Start of Data shown

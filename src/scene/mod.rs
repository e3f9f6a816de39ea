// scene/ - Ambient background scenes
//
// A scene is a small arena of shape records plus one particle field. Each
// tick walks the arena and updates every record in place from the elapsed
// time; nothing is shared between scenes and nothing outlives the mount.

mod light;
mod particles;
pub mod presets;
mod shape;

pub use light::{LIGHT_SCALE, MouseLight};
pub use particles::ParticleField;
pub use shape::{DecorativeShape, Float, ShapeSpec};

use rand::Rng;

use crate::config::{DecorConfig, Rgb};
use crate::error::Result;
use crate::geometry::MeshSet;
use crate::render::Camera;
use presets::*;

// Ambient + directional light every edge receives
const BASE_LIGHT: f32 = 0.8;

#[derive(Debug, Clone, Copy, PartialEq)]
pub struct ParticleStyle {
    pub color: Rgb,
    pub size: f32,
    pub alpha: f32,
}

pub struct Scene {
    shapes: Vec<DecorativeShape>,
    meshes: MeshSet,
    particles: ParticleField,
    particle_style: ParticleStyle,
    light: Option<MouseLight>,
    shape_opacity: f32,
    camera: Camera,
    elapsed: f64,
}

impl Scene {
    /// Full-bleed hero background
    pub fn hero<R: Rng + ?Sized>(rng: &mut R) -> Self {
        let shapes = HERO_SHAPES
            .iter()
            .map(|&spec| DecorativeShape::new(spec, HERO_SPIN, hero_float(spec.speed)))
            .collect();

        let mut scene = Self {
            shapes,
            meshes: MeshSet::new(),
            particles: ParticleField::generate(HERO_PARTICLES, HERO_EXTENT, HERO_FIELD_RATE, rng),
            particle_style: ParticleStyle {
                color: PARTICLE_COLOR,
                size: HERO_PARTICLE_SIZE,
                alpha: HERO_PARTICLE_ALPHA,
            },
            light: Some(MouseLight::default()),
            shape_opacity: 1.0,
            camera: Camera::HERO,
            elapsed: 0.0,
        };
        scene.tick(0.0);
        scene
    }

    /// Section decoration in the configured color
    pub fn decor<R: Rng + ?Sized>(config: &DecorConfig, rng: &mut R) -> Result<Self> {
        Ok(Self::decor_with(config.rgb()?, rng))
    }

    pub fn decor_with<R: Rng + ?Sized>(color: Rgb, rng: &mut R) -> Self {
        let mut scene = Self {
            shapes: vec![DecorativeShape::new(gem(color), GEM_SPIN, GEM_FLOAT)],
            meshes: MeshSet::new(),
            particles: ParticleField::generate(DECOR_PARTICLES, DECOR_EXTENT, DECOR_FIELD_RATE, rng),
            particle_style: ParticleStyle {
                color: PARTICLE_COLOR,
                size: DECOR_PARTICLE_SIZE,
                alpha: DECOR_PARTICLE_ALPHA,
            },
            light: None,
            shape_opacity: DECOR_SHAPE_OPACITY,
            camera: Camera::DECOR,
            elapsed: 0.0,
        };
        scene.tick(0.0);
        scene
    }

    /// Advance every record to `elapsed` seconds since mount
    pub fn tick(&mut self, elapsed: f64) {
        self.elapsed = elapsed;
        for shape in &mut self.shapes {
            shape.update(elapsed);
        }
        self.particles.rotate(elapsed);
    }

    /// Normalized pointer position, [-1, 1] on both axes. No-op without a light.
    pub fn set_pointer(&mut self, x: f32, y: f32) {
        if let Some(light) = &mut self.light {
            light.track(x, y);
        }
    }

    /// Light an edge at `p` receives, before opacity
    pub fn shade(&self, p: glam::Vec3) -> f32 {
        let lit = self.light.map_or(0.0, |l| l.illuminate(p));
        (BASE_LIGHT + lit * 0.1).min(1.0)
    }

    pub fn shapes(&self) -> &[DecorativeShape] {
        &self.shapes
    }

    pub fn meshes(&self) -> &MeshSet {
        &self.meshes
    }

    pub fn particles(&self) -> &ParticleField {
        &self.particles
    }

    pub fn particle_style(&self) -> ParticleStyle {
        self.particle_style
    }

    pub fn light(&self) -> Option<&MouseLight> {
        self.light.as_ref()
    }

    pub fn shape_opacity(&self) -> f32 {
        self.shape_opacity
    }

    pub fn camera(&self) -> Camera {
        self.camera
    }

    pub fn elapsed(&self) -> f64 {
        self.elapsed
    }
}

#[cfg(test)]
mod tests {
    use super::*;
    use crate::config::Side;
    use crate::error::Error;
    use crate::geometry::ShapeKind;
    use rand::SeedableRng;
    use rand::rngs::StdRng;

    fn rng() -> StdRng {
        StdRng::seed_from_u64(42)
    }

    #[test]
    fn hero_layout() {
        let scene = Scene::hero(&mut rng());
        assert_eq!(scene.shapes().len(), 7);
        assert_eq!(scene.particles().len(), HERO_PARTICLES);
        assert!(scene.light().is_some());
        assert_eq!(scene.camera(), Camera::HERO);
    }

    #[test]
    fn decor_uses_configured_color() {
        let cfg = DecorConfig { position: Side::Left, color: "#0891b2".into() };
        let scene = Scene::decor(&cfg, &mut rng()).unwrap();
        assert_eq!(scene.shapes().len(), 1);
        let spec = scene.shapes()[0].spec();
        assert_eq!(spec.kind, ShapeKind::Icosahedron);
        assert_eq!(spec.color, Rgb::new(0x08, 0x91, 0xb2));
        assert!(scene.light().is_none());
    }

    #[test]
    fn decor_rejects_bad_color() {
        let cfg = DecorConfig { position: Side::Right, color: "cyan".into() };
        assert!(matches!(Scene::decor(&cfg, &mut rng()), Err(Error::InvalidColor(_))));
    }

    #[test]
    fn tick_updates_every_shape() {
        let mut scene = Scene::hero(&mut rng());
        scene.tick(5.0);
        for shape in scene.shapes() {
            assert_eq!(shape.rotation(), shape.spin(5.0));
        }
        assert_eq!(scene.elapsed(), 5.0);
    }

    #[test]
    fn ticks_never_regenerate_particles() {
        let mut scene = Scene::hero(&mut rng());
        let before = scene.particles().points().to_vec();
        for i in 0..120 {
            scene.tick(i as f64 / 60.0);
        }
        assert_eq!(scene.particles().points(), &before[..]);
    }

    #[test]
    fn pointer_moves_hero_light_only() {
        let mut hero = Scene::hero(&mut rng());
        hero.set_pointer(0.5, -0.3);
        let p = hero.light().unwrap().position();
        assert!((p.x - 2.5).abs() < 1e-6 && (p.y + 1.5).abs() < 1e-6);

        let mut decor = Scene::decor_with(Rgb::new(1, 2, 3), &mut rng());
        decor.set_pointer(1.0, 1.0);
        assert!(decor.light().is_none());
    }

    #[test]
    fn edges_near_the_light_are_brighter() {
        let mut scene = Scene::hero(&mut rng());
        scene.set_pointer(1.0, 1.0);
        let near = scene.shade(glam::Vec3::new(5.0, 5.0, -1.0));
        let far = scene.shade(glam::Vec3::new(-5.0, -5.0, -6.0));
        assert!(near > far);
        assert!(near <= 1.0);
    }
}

End of Data shown

→ **Task to complete**
Output the entire listing above without leaving out or altering anything.

→ **Reply**
filename src/scene/mod.rs
repository e3f9f6a816de39ea
// scene/ - Ambient background scenes
//
// A scene is a small arena of shape records plus one particle field. Each
// tick walks the arena and updates every record in place from the elapsed
// time; nothing is shared between scenes and nothing outlives the mount.

mod light;
mod particles;
pub mod presets;
mod shape;

pub use light::{LIGHT_SCALE, MouseLight};
pub use particles::ParticleField;
pub use shape::{DecorativeShape, Float, ShapeSpec};

use rand::Rng;

use crate::config::{DecorConfig, Rgb};
use crate::error::Result;
use crate::geometry::MeshSet;
use crate::render::Camera;
use presets::*;

// Ambient + directional light every edge receives
const BASE_LIGHT: f32 = 0.8;

#[derive(Debug, Clone, Copy, PartialEq)]
pub struct ParticleStyle {
    pub color: Rgb,
    pub size: f32,
    pub alpha: f32,
}

pub struct Scene {
    shapes: Vec<DecorativeShape>,
    meshes: MeshSet,
    particles: ParticleField,
    particle_style: ParticleStyle,
    light: Option<MouseLight>,
    shape_opacity: f32,
    camera: Camera,
    elapsed: f64,
}

impl Scene {
    /// Full-bleed hero background
    pub fn hero<R: Rng + ?Sized>(rng: &mut R) -> Self {
        let shapes = HERO_SHAPES
            .iter()
            .map(|&spec| DecorativeShape::new(spec, HERO_SPIN, hero_float(spec.speed)))
            .collect();

        let mut scene = Self {
            shapes,
            meshes: MeshSet::new(),
            particles: ParticleField::generate(HERO_PARTICLES, HERO_EXTENT, HERO_FIELD_RATE, rng),
            particle_style: ParticleStyle {
                color: PARTICLE_COLOR,
                size: HERO_PARTICLE_SIZE,
                alpha: HERO_PARTICLE_ALPHA,
            },
            light: Some(MouseLight::default()),
            shape_opacity: 1.0,
            camera: Camera::HERO,
            elapsed: 0.0,
        };
        scene.tick(0.0);
        scene
    }

    /// Section decoration in the configured color
    pub fn decor<R: Rng + ?Sized>(config: &DecorConfig, rng: &mut R) -> Result<Self> {
        Ok(Self::decor_with(config.rgb()?, rng))
    }

    pub fn decor_with<R: Rng + ?Sized>(color: Rgb, rng: &mut R) -> Self {
        let mut scene = Self {
            shapes: vec![DecorativeShape::new(gem(color), GEM_SPIN, GEM_FLOAT)],
            meshes: MeshSet::new(),
            particles: ParticleField::generate(DECOR_PARTICLES, DECOR_EXTENT, DECOR_FIELD_RATE, rng),
            particle_style: ParticleStyle {
                color: PARTICLE_COLOR,
                size: DECOR_PARTICLE_SIZE,
                alpha: DECOR_PARTICLE_ALPHA,
            },
            light: None,
            shape_opacity: DECOR_SHAPE_OPACITY,
            camera: Camera::DECOR,
            elapsed: 0.0,
        };
        scene.tick(0.0);
        scene
    }

    /// Advance every record to `elapsed` seconds since mount
    pub fn tick(&mut self, elapsed: f64) {
        self.elapsed = elapsed;
        for shape in &mut self.shapes {
            shape.update(elapsed);
        }
        self.particles.rotate(elapsed);
    }

    /// Normalized pointer position, [-1, 1] on both axes. No-op without a light.
    pub fn set_pointer(&mut self, x: f32, y: f32) {
        if let Some(light) = &mut self.light {
            light.track(x, y);
        }
    }

    /// Light an edge at `p` receives, before opacity
    pub fn shade(&self, p: glam::Vec3) -> f32 {
        let lit = self.light.map_or(0.0, |l| l.illuminate(p));
        (BASE_LIGHT + lit * 0.1).min(1.0)
    }

    pub fn shapes(&self) -> &[DecorativeShape] {
        &self.shapes
    }

    pub fn meshes(&self) -> &MeshSet {
        &self.meshes
    }

    pub fn particles(&self) -> &ParticleField {
        &self.particles
    }

    pub fn particle_style(&self) -> ParticleStyle {
        self.particle_style
    }

    pub fn light(&self) -> Option<&MouseLight> {
        self.light.as_ref()
    }

    pub fn shape_opacity(&self) -> f32 {
        self.shape_opacity
    }

    pub fn camera(&self) -> Camera {
        self.camera
    }

    pub fn elapsed(&self) -> f64 {
        self.elapsed
    }
}

#[cfg(test)]
mod tests {
    use super::*;
    use crate::config::Side;
    use crate::error::Error;
    use crate::geometry::ShapeKind;
    use rand::SeedableRng;
    use rand::rngs::StdRng;

    fn rng() -> StdRng {
        StdRng::seed_from_u64(42)
    }

    #[test]
    fn hero_layout() {
        let scene = Scene::hero(&mut rng());
        assert_eq!(scene.shapes().len(), 7);
        assert_eq!(scene.particles().len(), HERO_PARTICLES);
        assert!(scene.light().is_some());
        assert_eq!(scene.camera(), Camera::HERO);
    }

    #[test]
    fn decor_uses_configured_color() {
        let cfg = DecorConfig { position: Side::Left, color: "#0891b2".into() };
        let scene = Scene::decor(&cfg, &mut rng()).unwrap();
        assert_eq!(scene.shapes().len(), 1);
        let spec = scene.shapes()[0].spec();
        assert_eq!(spec.kind, ShapeKind::Icosahedron);
        assert_eq!(spec.color, Rgb::new(0x08, 0x91, 0xb2));
        assert!(scene.light().is_none());
    }

    #[test]
    fn decor_rejects_bad_color() {
        let cfg = DecorConfig { position: Side::Right, color: "cyan".into() };
        assert!(matches!(Scene::decor(&cfg, &mut rng()), Err(Error::InvalidColor(_))));
    }

    #[test]
    fn tick_updates_every_shape() {
        let mut scene = Scene::hero(&mut rng());
        scene.tick(5.0);
        for shape in scene.shapes() {
            assert_eq!(shape.rotation(), shape.spin(5.0));
        }
        assert_eq!(scene.elapsed(), 5.0);
    }

    #[test]
    fn ticks_never_regenerate_particles() {
        let mut scene = Scene::hero(&mut rng());
        let before = scene.particles().points().to_vec();
        for i in 0..120 {
            scene.tick(i as f64 / 60.0);
        }
        assert_eq!(scene.particles().points(), &before[..]);
    }

    #[test]
    fn pointer_moves_hero_light_only() {
        let mut hero = Scene::hero(&mut rng());
        hero.set_pointer(0.5, -0.3);
        let p = hero.light().unwrap().position();
        assert!((p.x - 2.5).abs() < 1e-6 && (p.y + 1.5).abs() < 1e-6);

        let mut decor = Scene::decor_with(Rgb::new(1, 2, 3), &mut rng());
        decor.set_pointer(1.0, 1.0);
        assert!(decor.light().is_none());
    }

    #[test]
    fn edges_near_the_light_are_brighter() {
        let mut scene = Scene::hero(&mut rng());
        scene.set_pointer(1.0, 1.0);
        let near = scene.shade(glam::Vec3::new(5.0, 5.0, -1.0));
        let far = scene.shade(glam::Vec3::new(-5.0, -5.0, -6.0));
        assert!(near > far);
        assert!(near <= 1.0);
    }
}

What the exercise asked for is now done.